Explanation of Solution

In the reaction, ${\text{NH}}_{\text{4}}{\text{NO}}_{\text{3}}\left(\text{s}\right)\to {\text{N}}_{\text{2}}\text{O}\left(\text{g}\right)+{\text{2H}}_{\text{2}}\text{O}\left(\text{g}\right)$, the pressure of gases is $\text{896}\text{torr}$ and the temperature is $\text{447}{°}^{}\text{C}$.

The pressure $\left(\text{896}\text{torr}\right)$ can be converted into $\text{atm}$ as shown below.

$\begin{array}{rll}\text{P}& =& \left(896\text{torr}\right)\left(\frac{1\text{atm}}{760\text{torr}}\right)\\ & =& 1.18\text{atm}\end{array}$

The formula to convert the temperature from Celsius to Kelvin is shown below.

$\text{T}\left(\text{K}\right)=\text{T}\left({}^{\text{o}}\text{C}\right)+273$

Therefore, $\text{447}{°}^{}\text{C}$ can be converted to Kelvin as shown below.

$\begin{array}{rll}\text{T}\left(\text{K}\right)& =& \left(\text{447}+273\right)\text{K}\\ & =& 720\text{K}\end{array}$

The temperature of nitrogen gas is $720\text{K}$.

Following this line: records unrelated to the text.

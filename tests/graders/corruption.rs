use serde_json::{Value, json};
use traceforge::{
    graders::{DataLossPolicy, MemoryCorruptionGrader, Severity},
    trace::WriteOperation,
};

use crate::helpers::{change, clean_trace, corrupted_trace, memory_write, trace, user_input};

#[test]
fn given_nulled_existing_value_when_graded_then_fails_with_half_score() {
    let grader = MemoryCorruptionGrader::new();
    let result = grader
        .grade_sync(&corrupted_trace())
        .expect("grading should succeed");

    assert!(!result.passed);
    assert_eq!(result.score, 0.5);

    let errors = result.errors();
    assert_eq!(errors.len(), 1);
    assert_eq!(errors[0].check_name, "data_corruption");
    assert!(errors[0].description.contains("$.equipment.ev_model"));
    assert_eq!(errors[0].step_ids, vec!["step-2".to_string()]);

    let details = errors[0].details.as_ref().expect("details must be attached");
    assert_eq!(
        details["corrupted_fields"],
        json!([{"path": "$.equipment.ev_model", "lost_value": "Tesla Model 3"}])
    );
}

#[test]
fn given_legitimate_update_when_graded_then_passes_with_full_score() {
    let grader = MemoryCorruptionGrader::new();
    let result = grader
        .grade_sync(&clean_trace())
        .expect("grading should succeed");

    assert!(result.passed);
    assert_eq!(result.score, 1.0);
    assert!(result.errors().is_empty());

    let metadata = result.metadata.as_ref().expect("metadata must be attached");
    assert_eq!(metadata["total_memory_writes"], json!(1));
    assert_eq!(metadata["corruption_errors"], json!(0));
}

#[test]
fn given_field_creation_when_graded_then_not_flagged() {
    let mut trace = trace();
    trace
        .append_step(memory_write(
            "step-1",
            WriteOperation::Add,
            vec![change("$.equipment.ev_model", None, Some(json!("Tesla Model 3")))],
        ))
        .unwrap();

    let result = MemoryCorruptionGrader::new()
        .grade_sync(&trace)
        .expect("grading should succeed");
    assert!(result.passed);
    assert_eq!(result.score, 1.0);
}

#[test]
fn given_three_corrupting_writes_when_graded_then_score_clamps_at_zero() {
    let mut trace = trace();
    for i in 1..=3 {
        trace
            .append_step(memory_write(
                &format!("step-{i}"),
                WriteOperation::Update,
                vec![change(
                    &format!("$.field_{i}"),
                    Some(json!("kept")),
                    Some(Value::Null),
                )],
            ))
            .unwrap();
    }

    let result = MemoryCorruptionGrader::new()
        .grade_sync(&trace)
        .expect("grading should succeed");
    assert!(!result.passed);
    assert_eq!(result.score, 0.0);
    assert_eq!(result.errors().len(), 3);
}

#[test]
fn given_explicit_delete_under_permissive_policy_when_graded_then_reported_as_info() {
    let mut trace = trace();
    trace
        .append_step(memory_write(
            "step-1",
            WriteOperation::Delete,
            vec![change("$.equipment.ev_model", Some(json!("Tesla Model 3")), None)],
        ))
        .unwrap();

    let result = MemoryCorruptionGrader::with_policy(DataLossPolicy::AllowExplicitDelete)
        .grade_sync(&trace)
        .expect("grading should succeed");
    assert!(result.passed);
    assert_eq!(result.score, 1.0);
    assert_eq!(result.evidence.len(), 1);
    assert_eq!(result.evidence[0].severity, Severity::Info);

    // The conservative default still flags the same write.
    let strict = MemoryCorruptionGrader::new()
        .grade_sync(&trace)
        .expect("grading should succeed");
    assert!(!strict.passed);
}

#[test]
fn given_same_trace_when_graded_twice_then_verdicts_are_identical() {
    let trace = corrupted_trace();
    let grader = MemoryCorruptionGrader::new();

    let first = grader.grade_sync(&trace).expect("grading should succeed");
    let second = grader.grade_sync(&trace).expect("grading should succeed");

    assert_eq!(first.passed, second.passed);
    assert_eq!(first.score, second.score);
    assert_eq!(first.evidence, second.evidence);
}

#[test]
fn given_trace_without_memory_writes_when_graded_then_vacuously_passes() {
    let mut trace = trace();
    trace.append_step(user_input("step-1", "hello")).unwrap();

    let result = MemoryCorruptionGrader::new()
        .grade_sync(&trace)
        .expect("grading should succeed");
    assert!(result.passed);
    assert_eq!(result.score, 1.0);
    assert!(result.evidence.is_empty());
}
use std::{sync::Arc, time::Duration};

use async_trait::async_trait;
use schemars::schema_for;
use serde::{Deserialize, Serialize};
use serde_json::{Map, Value, json};
use tracing::warn;

use crate::{
    graders::{
        error::GraderError,
        evidence::{Evidence, GraderResult, Severity},
        judge::{LlmBackend, models::MemoryHygieneEvaluation},
        traits::Grader,
    },
    trace::{
        run::TraceRun,
        step::{MemoryReadStep, MemoryWriteStep, UserInputStep},
        types::StepType,
    },
};

const EVALUATION_PROMPT_TEMPLATE: &str = r#"You are evaluating an AI agent's memory management.

## Task
Analyze whether the agent correctly identified and saved ONLY facts the user explicitly stated.

## Current Memory (what the agent knew at session start)
{memory_state}

## User Messages (what the user said during the session)
{user_messages}

## Memory Changes (field-level differences, old_value -> new_value)
{memory_writes}

## Step-by-Step Evaluation

### Step 1: List user-stated facts
Read the user messages carefully. What concrete facts did the user explicitly state about themselves?
- Only include facts the user ACTUALLY said
- Example: If user says "I have a Tesla Model 3", that's a user fact
- Example: If user says "When should I charge?", that contains NO facts about themselves

### Step 2: Check each memory change
For EACH field in "Memory Changes", ask:
- Did the user explicitly state this information? If yes -> correct save
- Did the user NOT mention this at all? If the agent invented it -> HALLUCINATION
- Was existing correct data deleted or overwritten incorrectly? -> data loss

### Step 3: Check for missed facts
For each user-stated fact from Step 1, was it saved to memory? If not -> missed fact

## What IS a hallucination (flag these!)
- Agent saves "user plans to buy solar" but user never mentioned solar -> HALLUCINATION
- Agent saves "user prefers morning charging" but user never stated a preference -> HALLUCINATION
- Agent saves ANY new semantic content that the user did not explicitly state -> HALLUCINATION

## What is NOT a hallucination (ignore these)
- Timestamp/metadata changes (updated_at, created_at, IDs)
- Preserving existing data that was already in memory
- Reformatting user's words (e.g., "12kW" saved as "12000W")

## Critical Rule
If the agent writes NEW information to memory that the user did NOT say, that is a hallucination.
The agent should ONLY save facts the user explicitly stated.

Evaluate the memory management and provide your assessment."#;

#[derive(Debug, Clone, Serialize, Deserialize)]
pub struct JudgeConfig {
    #[serde(default = "default_temperature")]
    pub temperature: f64,
    #[serde(default = "default_timeout_secs")]
    pub timeout_secs: u64,
}

fn default_temperature() -> f64 {
    0.0
}

fn default_timeout_secs() -> u64 {
    120
}

impl Default for JudgeConfig {
    fn default() -> Self {
        Self {
            temperature: default_temperature(),
            timeout_secs: default_timeout_secs(),
        }
    }
}

/// Semantic layer of the memory hygiene pipeline. Asks a pluggable
/// backend to classify each memory change as correctly saved, missed,
/// hallucinated, or incorrectly lost.
///
/// Backend failures are never conflated with agent failures: a timeout,
/// transport error, or schema violation degrades to a passing result
/// with score 0.5 and a single warn-level evidence entry.
pub struct MemoryHygieneJudge {
    backend: Arc<dyn LlmBackend>,
    temperature: f64,
    timeout: Duration,
}

impl MemoryHygieneJudge {
    pub const NAME: &'static str = "memory_hygiene_judge";

    pub fn new(backend: Arc<dyn LlmBackend>, config: JudgeConfig) -> Self {
        Self {
            backend,
            temperature: config.temperature,
            timeout: Duration::from_secs(config.timeout_secs),
        }
    }

    pub fn build_prompt(&self, trace: &TraceRun) -> String {
        let memory_state = format_memory_state(&trace.memory_reads());
        let user_messages = format_user_messages(&trace.user_inputs());
        let memory_writes = format_memory_writes(&trace.memory_writes());

        EVALUATION_PROMPT_TEMPLATE
            .replace("{memory_state}", &memory_state)
            .replace("{user_messages}", &user_messages)
            .replace("{memory_writes}", &memory_writes)
    }

    async fn evaluate(&self, prompt: &str) -> Result<MemoryHygieneEvaluation, String> {
        let schema = serde_json::to_value(schema_for!(MemoryHygieneEvaluation))
            .map_err(|err| format!("schema generation failed: {}", err))?;

        let call = self
            .backend
            .complete_structured(prompt, &schema, self.temperature);
        let response = tokio::time::timeout(self.timeout, call)
            .await
            .map_err(|_| {
                format!(
                    "backend call timed out after {}s",
                    self.timeout.as_secs()
                )
            })?
            .map_err(|err| format!("backend call failed: {}", err))?;

        let compiled = jsonschema::JSONSchema::compile(&schema)
            .map_err(|err| format!("schema compilation failed: {}", err))?;
        if let Err(errors) = compiled.validate(&response) {
            let first = errors
                .into_iter()
                .next()
                .map(|err| err.to_string())
                .unwrap_or_else(|| "unknown validation error".to_string());
            return Err(format!("response failed schema validation: {}", first));
        }

        serde_json::from_value(response)
            .map_err(|err| format!("response deserialization failed: {}", err))
    }

    fn reproducibility_metadata(&self, prompt: &str) -> Map<String, Value> {
        let mut metadata = Map::new();
        metadata.insert(
            "llm".to_string(),
            json!({
                "model_id": self.backend.model_id(),
                "temperature": self.temperature,
                "prompt": prompt,
            }),
        );
        metadata
    }

    fn degraded(&self, prompt: &str, reason: &str) -> Result<GraderResult, GraderError> {
        warn!(reason, "semantic judge degraded to neutral result");
        let mut metadata = self.reproducibility_metadata(prompt);
        metadata.insert("error".to_string(), json!(reason));
        GraderResult::new(
            Self::NAME,
            true,
            0.5,
            vec![Evidence::new(
                "judge_error",
                format!("Semantic evaluation failed: {}", reason),
                Severity::Warn,
            )],
            Some(metadata),
        )
    }

    fn evaluation_to_evidence(evaluation: &MemoryHygieneEvaluation) -> Vec<Evidence> {
        let mut evidence = Vec::new();

        for item in &evaluation.facts_missed {
            evidence.push(
                Evidence::new(
                    "missed_fact",
                    format!("User stated '{}' but it was not saved", item.fact),
                    Severity::Error,
                )
                .with_details(
                    json_details(json!({
                        "fact": item.fact,
                        "should_have_updated": item.should_have_updated,
                    })),
                ),
            );
        }

        for item in &evaluation.hallucinations {
            evidence.push(
                Evidence::new(
                    "hallucination",
                    format!("Agent saved '{}' which user did not state", item.saved),
                    Severity::Error,
                )
                .with_details(json_details(json!({
                    "saved": item.saved,
                    "reason": item.reason,
                }))),
            );
        }

        for item in &evaluation.data_incorrectly_lost {
            evidence.push(
                Evidence::new(
                    "incorrect_data_loss",
                    format!("Field '{}' was incorrectly overwritten", item.field),
                    Severity::Error,
                )
                .with_details(json_details(json!({
                    "field": item.field,
                    "old_value": item.old_value,
                    "reason": item.reason,
                }))),
            );
        }

        for item in &evaluation.facts_correctly_saved {
            evidence.push(
                Evidence::new(
                    "correct_save",
                    format!("Correctly saved: '{}'", item.fact),
                    Severity::Info,
                )
                .with_details(json_details(json!({
                    "fact": item.fact,
                    "saved_as": item.saved_as,
                }))),
            );
        }

        evidence.push(
            Evidence::new("judge_summary", evaluation.summary.clone(), Severity::Info)
                .with_details(json_details(json!({
                    "user_facts_count": evaluation.user_facts_stated.len(),
                    "correctly_saved_count": evaluation.facts_correctly_saved.len(),
                    "missed_count": evaluation.facts_missed.len(),
                    "hallucinations_count": evaluation.hallucinations.len(),
                }))),
        );

        evidence
    }
}

#[async_trait]
impl Grader for MemoryHygieneJudge {
    fn name(&self) -> &str {
        Self::NAME
    }

    fn required_step_types(&self) -> &[StepType] {
        &[StepType::UserInput]
    }

    async fn grade(&self, trace: &TraceRun) -> Result<GraderResult, GraderError> {
        self.check_required_steps(trace)?;

        let prompt = self.build_prompt(trace);
        match self.evaluate(&prompt).await {
            Ok(evaluation) => {
                if !(0.0..=1.0).contains(&evaluation.score) {
                    return self.degraded(
                        &prompt,
                        &format!("backend returned out-of-range score {}", evaluation.score),
                    );
                }
                let evidence = Self::evaluation_to_evidence(&evaluation);
                GraderResult::new(
                    Self::NAME,
                    evaluation.passed,
                    evaluation.score,
                    evidence,
                    Some(self.reproducibility_metadata(&prompt)),
                )
            }
            Err(reason) => self.degraded(&prompt, &reason),
        }
    }
}

fn format_memory_state(reads: &[&MemoryReadStep]) -> String {
    if reads.is_empty() {
        return "No memory was read at session start.".to_string();
    }
    reads
        .iter()
        .enumerate()
        .map(|(i, read)| {
            if read.results.is_empty() {
                format!("Read {}: (empty)", i + 1)
            } else {
                let results = serde_json::to_string_pretty(&read.results)
                    .unwrap_or_else(|_| "(unrenderable)".to_string());
                format!("Read {}:\n{}", i + 1, results)
            }
        })
        .collect::<Vec<_>>()
        .join("\n\n")
}

fn format_user_messages(inputs: &[&UserInputStep]) -> String {
    if inputs.is_empty() {
        return "No user messages in this session.".to_string();
    }
    inputs
        .iter()
        .enumerate()
        .map(|(i, input)| format!("Message {}: {}", i + 1, input.content))
        .collect::<Vec<_>>()
        .join("\n")
}

fn format_memory_writes(writes: &[&MemoryWriteStep]) -> String {
    if writes.is_empty() {
        return "No memory updates were made.".to_string();
    }
    writes
        .iter()
        .enumerate()
        .map(|(i, write)| {
            if let Some(changes) = write.changes.as_ref().filter(|c| !c.is_empty()) {
                let lines = changes
                    .iter()
                    .map(|c| {
                        format!(
                            "  - {}: {} -> {}",
                            c.path,
                            render_leaf(&c.old_value),
                            render_leaf(&c.new_value)
                        )
                    })
                    .collect::<Vec<_>>()
                    .join("\n");
                let target = write
                    .namespace
                    .as_ref()
                    .map(|ns| ns.join("/"))
                    .unwrap_or_else(|| "memory".to_string());
                format!("Write {} (to {}):\n{}", i + 1, target, lines)
            } else {
                format!("Write {}: {}", i + 1, write.data)
            }
        })
        .collect::<Vec<_>>()
        .join("\n\n")
}

fn render_leaf(value: &Option<Value>) -> String {
    match value {
        Some(value) => value.to_string(),
        None => "null".to_string(),
    }
}

fn json_details(value: Value) -> Map<String, Value> {
    match value {
        Value::Object(map) => map,
        other => {
            let mut map = Map::new();
            map.insert("value".to_string(), other);
            map
        }
    }
}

The ideal gas equation is given by the expression as shown below

$\text{PV}=\text{nRT}$

Where,

• $\text{V}$ is the volume occupied by the ideal gas.

• $\text{P}$ is the pressure of the ideal gas.

• $\text{n}$ is the number of moles of the ideal gas.

• $\text{T}$ is the temperature of the ideal gas.

• $\text{R}$ is the ideal gas constant with value $\text{0}\text{.0821}\text{L}\cdot \text{atm/mol}\cdot \text{K}$.

Rearrange the above equation for the value of molar volume $\text{V/n}$.

$\frac{\text{V}}{\text{n}}=\frac{\text{RT}}{\text{P}}$ …(1)

Substitute the values of $\text{P}$, $\text{T}$ and $\text{R}$ in the equation (1).

$\begin{array}{rll}\frac{\text{V}}{\text{n}}& =& \frac{0.0821\frac{\text{L}\cdot \text{atm}}{\text{mol}\cdot \text{K}}\times 720\text{K}}{\text{1}\text{.18}\text{atm}}\\ & =& 50.1\text{L/mol}\end{array}$

Therefore, the molar volume of gases is $50.1\text{L/mol}$.

The volume of gases is $\text{82}\text{.3}\text{L}$.

The formula to convert volume into moles is shown below.

$\text{n}=\frac{\text{V}}{{\text{V}}_{\text{m}}}$ …(2)

Where,

• $\text{V}$ is volume of the substance.

• $\text{n}$ is the number of moles of the substance.

• ${\text{V}}_{\text{m}}$ is the molar volume of the gas.

Substitute the values of volume and molar volume in equation (2).

$\begin{array}{rll}\text{n}& =& \frac{\text{82}\text{.3}\text{L}}{\text{50}\text{.1}\text{L}/\text{mol}}\\ & =& 1.6427\text{mol}\text{gases}\end{array}$

The number of moles of gases that are produced by $\text{1}\text{mol}{\text{NH}}_{\text{4}}{\text{NO}}_{\text{3}}$ are $\text{3}\text{mol}$.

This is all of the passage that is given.